*** Opening Input data ***

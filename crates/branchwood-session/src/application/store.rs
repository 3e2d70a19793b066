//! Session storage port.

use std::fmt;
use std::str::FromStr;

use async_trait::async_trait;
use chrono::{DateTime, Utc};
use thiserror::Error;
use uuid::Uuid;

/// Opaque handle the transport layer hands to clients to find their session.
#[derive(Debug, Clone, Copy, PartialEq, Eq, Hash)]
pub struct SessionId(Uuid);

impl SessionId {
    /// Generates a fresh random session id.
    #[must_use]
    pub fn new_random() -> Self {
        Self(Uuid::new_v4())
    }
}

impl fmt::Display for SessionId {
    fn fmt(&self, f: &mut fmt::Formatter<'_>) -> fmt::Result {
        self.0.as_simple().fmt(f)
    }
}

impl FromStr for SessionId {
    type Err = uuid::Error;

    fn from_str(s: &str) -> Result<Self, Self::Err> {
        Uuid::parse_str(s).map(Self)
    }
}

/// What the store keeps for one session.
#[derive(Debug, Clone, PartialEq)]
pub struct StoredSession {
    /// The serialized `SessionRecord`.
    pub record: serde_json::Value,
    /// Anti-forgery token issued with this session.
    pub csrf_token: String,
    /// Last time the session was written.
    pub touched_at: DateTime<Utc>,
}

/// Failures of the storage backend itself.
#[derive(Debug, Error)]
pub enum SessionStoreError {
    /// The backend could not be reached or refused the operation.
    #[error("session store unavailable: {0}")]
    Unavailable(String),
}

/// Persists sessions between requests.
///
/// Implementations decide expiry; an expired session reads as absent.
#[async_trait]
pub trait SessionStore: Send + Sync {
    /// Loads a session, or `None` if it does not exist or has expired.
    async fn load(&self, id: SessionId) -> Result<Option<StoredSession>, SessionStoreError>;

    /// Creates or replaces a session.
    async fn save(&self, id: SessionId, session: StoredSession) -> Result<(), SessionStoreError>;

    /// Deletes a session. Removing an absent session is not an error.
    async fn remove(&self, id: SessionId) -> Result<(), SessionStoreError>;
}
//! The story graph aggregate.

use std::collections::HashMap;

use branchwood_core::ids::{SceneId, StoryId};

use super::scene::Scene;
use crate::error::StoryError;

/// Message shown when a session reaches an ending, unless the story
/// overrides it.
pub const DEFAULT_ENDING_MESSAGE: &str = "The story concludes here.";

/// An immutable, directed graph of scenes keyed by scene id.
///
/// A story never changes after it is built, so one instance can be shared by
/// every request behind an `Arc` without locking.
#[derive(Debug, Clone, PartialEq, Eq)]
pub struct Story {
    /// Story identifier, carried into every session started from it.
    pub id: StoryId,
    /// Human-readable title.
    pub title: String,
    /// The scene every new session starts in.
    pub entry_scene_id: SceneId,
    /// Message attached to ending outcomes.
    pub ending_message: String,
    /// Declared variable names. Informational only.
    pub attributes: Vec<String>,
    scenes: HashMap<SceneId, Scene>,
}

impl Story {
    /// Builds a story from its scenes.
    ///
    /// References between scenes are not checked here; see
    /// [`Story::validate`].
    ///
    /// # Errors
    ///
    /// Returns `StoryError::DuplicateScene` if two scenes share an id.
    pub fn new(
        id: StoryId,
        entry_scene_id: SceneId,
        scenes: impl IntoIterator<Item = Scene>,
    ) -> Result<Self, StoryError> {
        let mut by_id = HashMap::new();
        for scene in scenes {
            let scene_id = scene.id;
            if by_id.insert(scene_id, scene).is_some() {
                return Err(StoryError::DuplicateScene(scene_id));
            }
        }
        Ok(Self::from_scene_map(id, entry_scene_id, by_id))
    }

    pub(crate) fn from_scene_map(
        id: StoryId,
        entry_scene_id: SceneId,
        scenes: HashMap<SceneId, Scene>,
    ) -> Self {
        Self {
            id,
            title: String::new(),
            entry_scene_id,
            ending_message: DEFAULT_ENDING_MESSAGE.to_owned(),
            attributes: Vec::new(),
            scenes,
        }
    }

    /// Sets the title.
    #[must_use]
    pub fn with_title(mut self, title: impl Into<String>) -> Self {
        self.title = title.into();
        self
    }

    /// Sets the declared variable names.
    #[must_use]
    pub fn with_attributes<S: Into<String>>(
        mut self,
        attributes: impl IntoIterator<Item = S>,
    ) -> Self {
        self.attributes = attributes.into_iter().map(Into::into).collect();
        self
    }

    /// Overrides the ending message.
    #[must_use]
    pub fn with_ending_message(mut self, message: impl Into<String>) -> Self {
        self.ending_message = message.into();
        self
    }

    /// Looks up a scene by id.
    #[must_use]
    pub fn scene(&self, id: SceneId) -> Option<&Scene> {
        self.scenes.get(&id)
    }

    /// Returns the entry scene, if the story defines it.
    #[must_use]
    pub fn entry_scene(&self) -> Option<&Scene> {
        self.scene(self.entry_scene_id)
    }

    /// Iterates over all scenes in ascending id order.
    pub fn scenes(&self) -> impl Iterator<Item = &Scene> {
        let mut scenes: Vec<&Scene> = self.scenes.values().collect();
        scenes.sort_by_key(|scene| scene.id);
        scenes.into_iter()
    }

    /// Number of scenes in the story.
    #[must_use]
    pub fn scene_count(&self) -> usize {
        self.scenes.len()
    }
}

*** Closing Input data ***
*** Opening Input data ***

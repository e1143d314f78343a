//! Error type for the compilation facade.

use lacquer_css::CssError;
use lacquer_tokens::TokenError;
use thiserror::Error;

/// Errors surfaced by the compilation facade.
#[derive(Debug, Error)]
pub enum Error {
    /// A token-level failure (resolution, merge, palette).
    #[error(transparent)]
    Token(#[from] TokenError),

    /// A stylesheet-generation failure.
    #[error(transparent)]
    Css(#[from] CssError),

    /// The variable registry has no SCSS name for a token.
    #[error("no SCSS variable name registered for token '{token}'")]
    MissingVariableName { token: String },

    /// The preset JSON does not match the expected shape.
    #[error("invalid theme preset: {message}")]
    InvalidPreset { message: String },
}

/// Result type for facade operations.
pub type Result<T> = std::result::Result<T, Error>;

*** Closing Input data ***
*** Opening Input data ***

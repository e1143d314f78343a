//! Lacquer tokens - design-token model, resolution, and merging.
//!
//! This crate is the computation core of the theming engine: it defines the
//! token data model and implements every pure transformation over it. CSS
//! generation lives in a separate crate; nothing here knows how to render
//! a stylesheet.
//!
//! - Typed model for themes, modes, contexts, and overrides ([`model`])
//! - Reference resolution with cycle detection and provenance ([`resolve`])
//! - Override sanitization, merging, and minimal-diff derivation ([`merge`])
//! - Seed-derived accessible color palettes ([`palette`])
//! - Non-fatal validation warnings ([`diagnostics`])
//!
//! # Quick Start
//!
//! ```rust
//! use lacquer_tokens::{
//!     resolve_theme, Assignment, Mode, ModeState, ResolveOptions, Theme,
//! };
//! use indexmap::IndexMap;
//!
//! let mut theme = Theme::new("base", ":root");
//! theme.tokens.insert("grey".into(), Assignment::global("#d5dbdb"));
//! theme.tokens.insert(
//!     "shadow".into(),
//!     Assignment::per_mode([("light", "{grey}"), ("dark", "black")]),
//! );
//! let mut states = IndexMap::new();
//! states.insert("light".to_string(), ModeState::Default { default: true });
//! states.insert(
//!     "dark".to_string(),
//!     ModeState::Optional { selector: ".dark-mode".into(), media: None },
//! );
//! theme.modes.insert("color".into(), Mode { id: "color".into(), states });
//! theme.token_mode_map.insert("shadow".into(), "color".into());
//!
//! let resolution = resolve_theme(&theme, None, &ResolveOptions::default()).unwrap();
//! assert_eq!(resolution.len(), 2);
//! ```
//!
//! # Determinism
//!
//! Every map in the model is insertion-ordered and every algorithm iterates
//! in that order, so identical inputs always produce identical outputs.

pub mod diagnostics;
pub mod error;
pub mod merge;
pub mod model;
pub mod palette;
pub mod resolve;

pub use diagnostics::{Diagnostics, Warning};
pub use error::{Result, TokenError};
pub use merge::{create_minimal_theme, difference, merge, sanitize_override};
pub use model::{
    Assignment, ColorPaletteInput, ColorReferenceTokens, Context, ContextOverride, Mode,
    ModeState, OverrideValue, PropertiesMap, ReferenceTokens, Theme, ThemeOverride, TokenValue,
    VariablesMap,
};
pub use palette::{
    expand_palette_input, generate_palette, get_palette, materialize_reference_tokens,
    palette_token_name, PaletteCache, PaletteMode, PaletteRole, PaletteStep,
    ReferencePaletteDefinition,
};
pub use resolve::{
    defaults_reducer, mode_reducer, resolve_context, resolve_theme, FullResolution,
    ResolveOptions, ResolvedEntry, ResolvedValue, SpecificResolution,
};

*** Closing Input data ***

**Work instruction**: Among the lines above, count those containing the word "ModeState" and give nothing but the result.

**Solution for this exercise**: 4